The World Service launched The Climate Question podcast and radio programme in November this year. The BBC’s first yearly podcast series looking at climate change on the ground, around the world. So far I’ve been covering pandemics and deforestation in Nigeria, female education, climate adaptation and farming in Kenya, sea level rise in Jakarta and heatwaves in Arizona. But the story that’s stayed with me is from county Antrim.
Climate change for me is no longer about fear; I see it as a time of huge change and opportunity. Growing up in the shadow of the cranes in Belfast, I cant help but think about the work that could happen on wind turbine construction, advanced manufacturing, tidal turbines and more in those often empty yards. Silicon valley obsesses over silicon panel efficiency for panels, battery storage and hydrogen yeilds. But maybe we’ve all got it wrong.

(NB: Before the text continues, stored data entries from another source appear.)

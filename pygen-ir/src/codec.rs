//! JSON exchange format.
//!
//! A module is one JSON object with the keys `name`, `functions` and
//! `variables`; each symbol is an object with `name`, `type`, `doc` and
//! `sig`. All keys are written every time and required on read. Unknown
//! keys are ignored on read so newer producers can add sections.

use std::io::{Read, Write};

use crate::error::IrResult;
use crate::ir::Module;

/// Encode a module as compact JSON.
pub fn to_string(module: &Module) -> IrResult<String> {
    let json = serde_json::to_string(module)?;
    tracing::debug!(module = %module.name(), bytes = json.len(), "encoded IR");
    Ok(json)
}

/// Encode a module as indented JSON.
pub fn to_string_pretty(module: &Module) -> IrResult<String> {
    let json = serde_json::to_string_pretty(module)?;
    tracing::debug!(module = %module.name(), bytes = json.len(), "encoded IR");
    Ok(json)
}

/// Encode a module into a writer.
pub fn to_writer<W: Write>(writer: W, module: &Module, pretty: bool) -> IrResult<()> {
    if pretty {
        serde_json::to_writer_pretty(writer, module)?;
    } else {
        serde_json::to_writer(writer, module)?;
    }
    Ok(())
}

/// Decode a module from a JSON string.
pub fn from_str(input: &str) -> IrResult<Module> {
    let module: Module = serde_json::from_str(input)?;
    log_decoded(&module);
    Ok(module)
}

/// Decode a module from JSON bytes.
pub fn from_slice(input: &[u8]) -> IrResult<Module> {
    let module: Module = serde_json::from_slice(input)?;
    log_decoded(&module);
    Ok(module)
}

/// Decode a module from a reader.
pub fn from_reader<R: Read>(reader: R) -> IrResult<Module> {
    let module: Module = serde_json::from_reader(reader)?;
    log_decoded(&module);
    Ok(module)
}

fn log_decoded(module: &Module) {
    tracing::debug!(
        module = %module.name(),
        functions = module.functions().len(),
        variables = module.variables().len(),
        "decoded IR"
    );
}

In Antrim, near the sea and where they film sexy medieval fantasy series, lies Garron, a blanket bog. A rare type of peatland covering nearly 4,000 hectares. Now to me a bog was never a very glamorous place – I was often accused of being boggin’, slurs about people’s Ma’s being from the bog abounded. When we visited my grandfather in Omagh, we’d be handed bags of turf for the fire. They were like the Tyrone version of Quality Street. But a bog in Garron has showed me something different.
Peatland globally stores twice as much carbon as forests do, it’s better at sucking up the nasty stuff we pump out and it holds it for longer. There are currently expensive high tech projects around the globe trying to sequester carbon whilst here beneath our feet is a more efficient answer. The UK has 12% of the worlds peatland in only 4% of the land mass which means we could have a global part to play in this nature based solution. Garron alone holds an estimated 5 million tonnes of carbon and as it gets wetter that grows. That is a huge amount. The RSPBNI have been working with farmers to teach them how to restore the bog on their land. If they can convince farmers across the country to restore this landscape then even more carbon is stored, not to mention bio diversity increased.
There’s a twist though. The bogs will hold our sins for only so long. If we continue to drain them and the temperature continues to rise, they will eventually pump out greenhouse gasses at a tremendous rate. Maybe it’s time we looked at the humble bog more fondly, less at technology and my family started buying Quality Street in Tyrone.